Prioritized Experience Replay

3.1 Overview

Prioritized Experience Replay is an advanced version of Experience Replay, which is a method of sampling transitions with a large TD error with higher priority.

Detailed explanations are omitted in this article, but the following articles and sites have explanations.

3.2 Sample code

Like the Experience Replay sample code, this sample does not include neural network model implementation, visualization, or storage.

It has been suggested to use the Segment Tree to run Prioritized Experience Replay at high speed, but it is often buggy if implemented independently and slow if implemented in Python. (In cpprb, Segment Tree is implemented in C ++ and is fast.)

import numpy as np
import gym

from cpprb import PrioritizedReplayBuffer

n_training_step = int(1e+4)
buffer_size = int(1e+6)
batch_size = 32

env = gym.make("CartPole-v1")

class MockModel:
    #Implement a model such as DQN here
    def __init__(self):
        pass

    def get_action(self,obs):
        return env.action_space.sample()

    def train(self,sample):
        pass

    def compute_abs_TD(self,sample):
        return 0

model = MockModel()

obs_shape = 4
act_dim = 1
rb = PrioritizedReplayBuffer(buffer_size,
                             env_dict ={"obs": {"shape": obs_shape},
                                        "act": {"shape": act_dim},
                                        "rew": {},
                                        "next_obs": {"shape": obs_shape},
                                        "done": {}},
                             alpha = 0.4)


obs = env.reset()

for i in range(n_training_step):
    act = model.get_action(obs)
    next_obs, rew, done, _ = env.step(act)

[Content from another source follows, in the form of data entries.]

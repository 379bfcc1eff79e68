use std::fs::File;
use std::io::{BufRead, BufReader, BufWriter, Write};
use std::path::Path;

use crate::error::{IoContext, Result};

/// 写出 FASTA 时每行的最大字符数
pub const LINE_WIDTH: usize = 60;

#[derive(Debug, Clone, PartialEq, Eq)]
pub struct FastaRecord {
    pub id: String,
    pub desc: Option<String>,
    pub seq: Vec<u8>,
}

impl FastaRecord {
    pub fn new(id: impl Into<String>, seq: impl Into<Vec<u8>>) -> Self {
        Self { id: id.into(), desc: None, seq: seq.into() }
    }
}

/// 流式 FASTA 解析器。序列保持原始大小写，比对中的 `-`、`?` 等符号原样保留，
/// 仅丢弃空白字符。
pub struct FastaReader<R: BufRead> {
    reader: R,
    buf: String,
    done: bool,
    peek_header: Option<String>,
}

impl<R: BufRead> FastaReader<R> {
    pub fn new(reader: R) -> Self {
        Self {
            reader,
            buf: String::new(),
            done: false,
            peek_header: None,
        }
    }

    pub fn next_record(&mut self) -> std::io::Result<Option<FastaRecord>> {
        if self.done {
            return Ok(None);
        }

        // Find header line
        let header = if let Some(h) = self.peek_header.take() {
            h
        } else {
            loop {
                self.buf.clear();
                let n = self.reader.read_line(&mut self.buf)?;
                if n == 0 {
                    self.done = true;
                    return Ok(None);
                }
                if let Some(rest) = self.buf.strip_prefix('>') {
                    break rest.trim().to_string();
                }
            }
        };

        let mut parts = header.splitn(2, char::is_whitespace);
        let id = parts.next().unwrap_or("").to_string();
        let desc = parts
            .next()
            .map(|s| s.trim().to_string())
            .filter(|s| !s.is_empty());

        let mut seq: Vec<u8> = Vec::new();
        loop {
            self.buf.clear();
            let n = self.reader.read_line(&mut self.buf)?;
            if n == 0 {
                self.done = true;
                break;
            }
            if let Some(rest) = self.buf.strip_prefix('>') {
                self.peek_header = Some(rest.trim().to_string());
                break;
            }
            seq.extend(self.buf.bytes().filter(|b| !b.is_ascii_whitespace()));
        }

        Ok(Some(FastaRecord { id, desc, seq }))
    }
}

impl<R: BufRead> Iterator for FastaReader<R> {
    type Item = std::io::Result<FastaRecord>;

    fn next(&mut self) -> Option<Self::Item> {
        self.next_record().transpose()
    }
}

/// 写出一条记录，序列按 `LINE_WIDTH` 折行。
pub fn write_record<W: Write>(out: &mut W, rec: &FastaRecord) -> std::io::Result<()> {
    match &rec.desc {
        Some(d) => writeln!(out, ">{} {}", rec.id, d)?,
        None => writeln!(out, ">{}", rec.id)?,
    }
    for line in rec.seq.chunks(LINE_WIDTH) {
        out.write_all(line)?;
        out.write_all(b"\n")?;
    }
    Ok(())
}

pub fn read_fasta_file(path: &Path) -> Result<Vec<FastaRecord>> {
    let fh = File::open(path).at(path)?;
    FastaReader::new(BufReader::new(fh))
        .collect::<std::io::Result<Vec<_>>>()
        .at(path)
}

pub fn write_fasta_file(path: &Path, records: &[FastaRecord]) -> Result<()> {
    let fh = File::create(path).at(path)?;
    let mut out = BufWriter::new(fh);
    for rec in records {
        write_record(&mut out, rec).at(path)?;
    }
    out.flush().at(path)
}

    #You can also specify priority directly when adding to the buffer. If not specified, the highest priority is used.
    rb.add(obs=obs,act=act,rew=rew,next_obs=next_obs,done=done)

    if done:
        rb.on_episode_end()
        obs = env.reset()
    else:
        obs = next_obs

    sample = rb.sample(batch_size, beta = 0.4)
    #In addition to the transitions specified in the constructor"indexes", "weights"Is np.Included in dict as ndarray

    model.train(sample)

    abs_TD = model.compute_abs_TD(sample)
    rb.update_priorities(sample["indexes"],abs_TD)

4. In case of trouble

We have opened GitHub Discussions as a user forum, so if you have any questions about cpprb, please click here.

[Reinforcement learning] Experience Replay is easy with cpprb!